Member of the Arkansas Senate from the 27th district
- Incumbent
- Assumed office January 9, 2023
- Preceded by: redistricted

Member of the Arkansas House of Representatives from the 77th district
- In office January 12, 2015 – January 9, 2023
- Preceded by: Stephanie Malone
- Succeeded by: redistricted

Personal details
- Party: Republican
- Spouse: Lori Boyd
- Children: 3
- Education: University of Arkansas–Fort Smith University of Arkansas for Medical Sciences College of Pharmacy Sam M. Walton College of Business

= Justin Boyd (politician) =

American politician

Justin Boyd is an American politician. He serves as a Republican member for the 27th district of the Arkansas Senate.

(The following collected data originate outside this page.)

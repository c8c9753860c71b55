use std::time::{Duration, Instant};

use camino::{Utf8Path, Utf8PathBuf};
use serde::Serialize;
use tracing::warn;

use crate::catalog::Catalog;
use crate::domain::{CollectionKey, TaxId};
use crate::error::GenesetError;
use crate::geneset::GeneSets;
use crate::providers::GeneSetSource;
use crate::providers::gmt::{self, GmtSource};
use crate::providers::go::{GoClient, GoSource};
use crate::providers::kegg::{KeggClient, KeggSource};
use crate::providers::omim::OmimSource;
use crate::registry::{Availability, CollectionSpec, Destination, RegisterOutcome, Registry};
use crate::serverfiles::ServerFiles;
use crate::store::Store;
use crate::taxonomy;

#[derive(Debug, Clone, Serialize)]
pub struct ListResult {
    pub collections: Vec<ListEntry>,
}

#[derive(Debug, Clone, Serialize)]
pub struct ListEntry {
    pub key: String,
    pub hierarchy: Vec<String>,
    pub organism: Option<String>,
    pub organism_name: Option<String>,
    pub filename: String,
    pub local: bool,
}

impl From<Availability> for ListEntry {
    fn from(value: Availability) -> Self {
        Self {
            key: value.key.to_string(),
            hierarchy: value.key.hierarchy.components().to_vec(),
            organism: value.key.organism.as_ref().map(TaxId::to_string),
            organism_name: value.key.organism.as_ref().map(taxonomy::name),
            filename: value.key.filename(),
            local: value.local,
        }
    }
}

#[derive(Debug, Clone, Serialize)]
pub struct LoadResult {
    pub key: String,
    pub count: usize,
    pub genesets: GeneSets,
}

#[derive(Debug, Clone, Serialize)]
pub struct RegisterResult {
    pub source: String,
    pub registered: Vec<RegisterOutcome>,
}

#[derive(Debug, Clone, Serialize)]
pub struct PublishFailure {
    pub source: String,
    pub organism: String,
    pub message: String,
}

#[derive(Debug, Clone, Serialize)]
pub struct PublishResult {
    pub registered: Vec<RegisterOutcome>,
    pub failures: Vec<PublishFailure>,
}

#[derive(Debug, Clone, Serialize)]
pub struct IndexResult {
    pub generated_at: Option<String>,
    pub files: Vec<String>,
}

#[derive(Debug, Clone, Serialize)]
pub struct CollectResult {
    pub count: usize,
    pub output: Option<String>,
    pub genesets: GeneSets,
}

/// Which adapter `build` runs.
#[derive(Debug, Clone)]
pub enum BuildSource {
    Kegg(TaxId),
    Go(TaxId),
    Omim(Utf8PathBuf),
}

#[derive(Debug, Clone)]
pub struct ProgressEvent {
    pub message: String,
    pub elapsed: Option<Duration>,
}

pub trait ProgressSink {
    fn event(&self, event: ProgressEvent);
}

fn emit(sink: &dyn ProgressSink, message: String) {
    sink.event(ProgressEvent {
        message,
        elapsed: None,
    });
}

pub struct App<R: ServerFiles, K: KeggClient + Clone, G: GoClient + Clone> {
    registry: Registry<R>,
    kegg: K,
    go: G,
}

impl<R: ServerFiles, K: KeggClient + Clone, G: GoClient + Clone> App<R, K, G> {
    pub fn new(store: Store, remote: R, kegg: K, go: G) -> Self {
        Self {
            registry: Registry::new(store, remote),
            kegg,
            go,
        }
    }

    pub fn registry(&self) -> &Registry<R> {
        &self.registry
    }

    /// Local collections only, or the merged local and remote view.
    pub fn list(
        &self,
        local_only: bool,
        refresh: bool,
        sink: &dyn ProgressSink,
    ) -> Result<ListResult, GenesetError> {
        emit(sink, "phase=Resolve; scanning stores".to_string());
        let entries = if local_only {
            self.registry.list_local()?
        } else {
            if refresh {
                emit(sink, "phase=Fetch; revalidating mirrored collections".to_string());
                let dropped = self.registry.refresh_catalog()?;
                emit(sink, format!("phase=Fetch; dropped {dropped} outdated mirrors"));
            }
            self.registry.list_all()?
        };
        Ok(ListResult {
            collections: entries.into_iter().map(ListEntry::from).collect(),
        })
    }

    pub fn show(
        &self,
        key: &CollectionKey,
        local_only: bool,
        sink: &dyn ProgressSink,
    ) -> Result<LoadResult, GenesetError> {
        emit(sink, format!("phase=Resolve; loading {key}"));
        let genesets = if local_only {
            self.registry.load_local(key)?
        } else {
            self.registry.load(key)?
        };
        if genesets.is_empty() {
            return Err(GenesetError::CollectionNotFound(key.to_string()));
        }
        Ok(LoadResult {
            key: key.to_string(),
            count: genesets.len(),
            genesets,
        })
    }

    pub fn register_gmt(
        &self,
        path: &Utf8Path,
        organism: Option<TaxId>,
        destination: Destination,
        sink: &dyn ProgressSink,
    ) -> Result<RegisterResult, GenesetError> {
        let source = GmtSource {
            path: path.to_path_buf(),
            organism,
        };
        self.register_source(&source, destination, sink)
    }

    pub fn build(
        &self,
        source: BuildSource,
        destination: Destination,
        sink: &dyn ProgressSink,
    ) -> Result<RegisterResult, GenesetError> {
        match source {
            BuildSource::Kegg(organism) => self.register_source(
                &KeggSource::new(self.kegg.clone(), organism),
                destination,
                sink,
            ),
            BuildSource::Go(organism) => self.register_source(
                &GoSource::new(self.go.clone(), organism),
                destination,
                sink,
            ),
            BuildSource::Omim(morbidmap) => {
                self.register_source(&OmimSource { morbidmap }, destination, sink)
            }
        }
    }

    /// KEGG and GO for every organism, uploaded to the server. A failing
    /// source is recorded and the run continues.
    pub fn publish(
        &self,
        organisms: &[TaxId],
        sink: &dyn ProgressSink,
    ) -> Result<PublishResult, GenesetError> {
        let mut registered = Vec::new();
        let mut failures = Vec::new();
        for organism in organisms {
            let kegg = KeggSource::new(self.kegg.clone(), organism.clone());
            let go = GoSource::new(self.go.clone(), organism.clone());
            let sources: [&dyn GeneSetSource; 2] = [&kegg, &go];
            for source in sources {
                match self.register_source(source, Destination::Server, sink) {
                    Ok(result) => registered.extend(result.registered),
                    Err(err) => {
                        warn!(source = %source.name(), error = %err, "publishing failed");
                        failures.push(PublishFailure {
                            source: source.name(),
                            organism: organism.to_string(),
                            message: err.to_string(),
                        });
                    }
                }
            }
        }
        Ok(PublishResult {
            registered,
            failures,
        })
    }

    pub fn index(&self, sink: &dyn ProgressSink) -> Result<IndexResult, GenesetError> {
        emit(sink, "phase=Upload; rebuilding remote catalog".to_string());
        let Catalog {
            generated_at,
            files,
            ..
        } = self.registry.update_server_list()?;
        Ok(IndexResult {
            generated_at,
            files,
        })
    }

    /// Merges the inputs and optionally writes them as one GMT file.
    pub fn collect(
        &self,
        specs: Vec<CollectionSpec>,
        output: Option<&Utf8Path>,
        sink: &dyn ProgressSink,
    ) -> Result<CollectResult, GenesetError> {
        emit(sink, format!("phase=Resolve; merging {} inputs", specs.len()));
        let genesets = self.registry.collections(specs)?;
        if let Some(path) = output {
            emit(sink, format!("phase=Store; writing {path}"));
            Store::write_bytes_atomic(path, gmt::write_gmt(&genesets).as_bytes())?;
        }
        Ok(CollectResult {
            count: genesets.len(),
            output: output.map(Utf8Path::to_string),
            genesets,
        })
    }

    fn register_source(
        &self,
        source: &dyn GeneSetSource,
        destination: Destination,
        sink: &dyn ProgressSink,
    ) -> Result<RegisterResult, GenesetError> {
        emit(sink, format!("phase=Fetch; producing {}", source.name()));
        let start = Instant::now();
        let genesets = source.produce()?;
        sink.event(ProgressEvent {
            message: format!("phase=Fetch; {} gene sets from {}", genesets.len(), source.name()),
            elapsed: Some(start.elapsed()),
        });

        let mut registered = Vec::new();
        for part in genesets.split_by_hierarchy() {
            emit(sink, format!("phase=Store; registering {} gene sets", part.len()));
            registered.push(self.registry.register(&part, destination)?);
        }
        Ok(RegisterResult {
            source: source.name(),
            registered,
        })
    }
}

He also served as a member for the 77th district of the Arkansas House of Representatives.

== Life and career ==
Boyd attended the University of Arkansas–Fort Smith, the University of Arkansas for Medical Sciences College of Pharmacy and Sam M. Walton College of Business.

In 2015, Boyd was elected to represent the 77th district of the Arkansas House of Representatives, succeeding Stephanie Malone. He served until 2022, when he sought election to the Arkansas Senate.

In May 2022, Boyd defeated Kelly Procter Pierce in the Republican primary election for the 27th district of the Arkansas Senate. In November 2022, he defeated Becky Ward in the general election, winning 63 percent of the votes. He assumed office in the 94th Arkansas General Assembly on January 9, 2023.

On March 11, 2025, Boyd was one of the few Republicans who voted against a nitrogen hypoxia death penalty method bill.